Гюнтер развернул сверток. Офорты были отпечатаны на толстом, желтоватом от времени картоне. На каждом листе ниже офорта стоял номер, название офорта, пояснение автора по-испански, а еще ниже — перевод. Конечно, искать какие-либо следы на картоне спустя шесть месяцев было бесполезным занятием, и все же Гюнтер скрупулезно изучил каждый лист. Следов он не нашел и тогда принялся заново рассматривать уже сами офорты. Больше всего ему понравился офорт № 68, изображающий двух ведьм, старую и молодую, летящих верхом на помеле. Почему-то именно так представлялись Гюнтеру ведьмы, летающие над Таундом. Он прочитал название: “Вот так наставница!” По-испански было написано: “Линда Мейстра”. Смутное беспокойство зашевелилось в Гюнтере.
“Линда Мейстра”, — прочитал он еще раз. Он не знал испанского, и в правильном переводе не был уверен. А о простом совпадении не могло быть и речи. Значит, не Шплинт, как он понял шипение Петера, а Линда!
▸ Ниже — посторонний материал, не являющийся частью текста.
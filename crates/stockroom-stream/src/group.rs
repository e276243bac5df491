//! Consumer group over every partition of a `JetStream` topic.

use std::sync::Arc;
use std::time::Duration;

use async_nats::jetstream::consumer::{AckPolicy, DeliverPolicy, PullConsumer, pull};
use async_nats::jetstream::{self, AckKind};
use async_trait::async_trait;
use futures::StreamExt;
use stockroom_core::error::DomainError;
use tokio::task::JoinSet;
use tokio_util::sync::CancellationToken;

use crate::broker_error;
use crate::consumer::{
    ConsumeStats, DEFAULT_REDELIVERY_DELAY, Delivery, MessageHandler, PartitionConsumer,
};
use crate::partition::{
    DEFAULT_PARTITIONS, check_partition_coverage, partition_subject, recorded_partitions,
};
use crate::publisher::ensure_stream;

/// How long the broker waits for an ack before redelivering on its own.
const ACK_WAIT: Duration = Duration::from_secs(30);

/// A `JetStream` message seen through the `Delivery` port.
pub struct JetStreamDelivery(jetstream::Message);

#[async_trait]
impl Delivery for JetStreamDelivery {
    fn payload(&self) -> &[u8] {
        &self.0.payload
    }

    async fn ack(&self) -> Result<(), DomainError> {
        self.0.ack().await.map_err(|e| broker_error("ack", e))
    }

    async fn nak(&self, delay: Duration) -> Result<(), DomainError> {
        self.0
            .ack_with(AckKind::Nak(Some(delay)))
            .await
            .map_err(|e| broker_error("nak", e))
    }
}

/// Runs one durable pull consumer per partition of `topic`, each with a
/// single unacknowledged message at a time.
#[derive(Clone)]
pub struct JetStreamConsumerGroup {
    context: jetstream::Context,
    group: String,
    topic: String,
    partitions: u32,
    redelivery_delay: Duration,
}

impl std::fmt::Debug for JetStreamConsumerGroup {
    fn fmt(&self, f: &mut std::fmt::Formatter<'_>) -> std::fmt::Result {
        f.debug_struct("JetStreamConsumerGroup")
            .field("group", &self.group)
            .field("topic", &self.topic)
            .field("partitions", &self.partitions)
            .finish_non_exhaustive()
    }
}

impl JetStreamConsumerGroup {
    #[must_use]
    pub fn new(
        context: jetstream::Context,
        group: impl Into<String>,
        topic: impl Into<String>,
    ) -> Self {
        Self {
            context,
            group: group.into(),
            topic: topic.into(),
            partitions: DEFAULT_PARTITIONS,
            redelivery_delay: DEFAULT_REDELIVERY_DELAY,
        }
    }

    #[must_use]
    pub fn with_partitions(mut self, partitions: u32) -> Self {
        self.partitions = partitions.max(1);
        self
    }

    #[must_use]
    pub fn with_redelivery_delay(mut self, delay: Duration) -> Self {
        self.redelivery_delay = delay;
        self
    }

    /// Durable consumer name for `partition`, shared by every replica of
    /// the group so a restart resumes where the last one stopped.
    #[must_use]
    pub fn consumer_name(&self, partition: u32) -> String {
        format!("{}-{}-{partition}", self.group, self.topic)
    }

    /// Binds every partition and spawns its consumer into `tasks`.
    ///
    /// # Errors
    ///
    /// `DomainError::Validation` if publishers recorded more partitions on
    /// the stream than this group consumes. `DomainError::Transient` if the
    /// stream or a consumer cannot be created; partitions spawned before the
    /// failure keep running until `cancel` fires.
    pub async fn spawn(
        &self,
        handler: Arc<dyn MessageHandler>,
        cancel: &CancellationToken,
        tasks: &mut JoinSet<Result<ConsumeStats, DomainError>>,
    ) -> Result<(), DomainError> {
        let stream = ensure_stream(&self.context, &self.topic).await?;
        let recorded = recorded_partitions(&stream.cached_info().config.metadata);
        check_partition_coverage(&self.topic, recorded, self.partitions)?;

        for partition in 0..self.partitions {
            let name = self.consumer_name(partition);
            let consumer: PullConsumer = stream
                .get_or_create_consumer(
                    &name,
                    pull::Config {
                        durable_name: Some(name.clone()),
                        filter_subject: partition_subject(&self.topic, partition),
                        deliver_policy: DeliverPolicy::All,
                        ack_policy: AckPolicy::Explicit,
                        ack_wait: ACK_WAIT,
                        max_ack_pending: 1,
                        ..Default::default()
                    },
                )
                .await
                .map_err(|e| broker_error(&format!("create consumer {name}"), e))?;
            let messages = consumer
                .messages()
                .await
                .map_err(|e| broker_error(&format!("subscribe {name}"), e))?;

            let deliveries = messages.map(|message| {
                message
                    .map(JetStreamDelivery)
                    .map_err(|e| broker_error("receive", e))
            });
            let worker = PartitionConsumer::new(self.topic.clone(), partition, handler.clone())
                .with_redelivery_delay(self.redelivery_delay);
            tasks.spawn(worker.run(deliveries, cancel.child_token()));
            tracing::info!(
                consumer = %name,
                topic = %self.topic,
                partition,
                "partition consumer started"
            );
        }
        Ok(())
    }
}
Значит, Линда… Он вспомнил, как горничная сказала ему: “Сегодня полнолуние”, и содрогнулся.
— Скажите, госпожа… тетя Лаура, — спросил Гюнтер треснутым голосом, — “Капричос” был у вас в единственном экземпляре?
— Почему же? — удивилась госпожа Розенфельд. — У нас было три экземпляра. Похитили все… Один мадридский, отпечатанный самим Гойей в 1799 году, второй — парижский 1869 года и третий — эти листы как раз из него — штадтфордский 1926 года.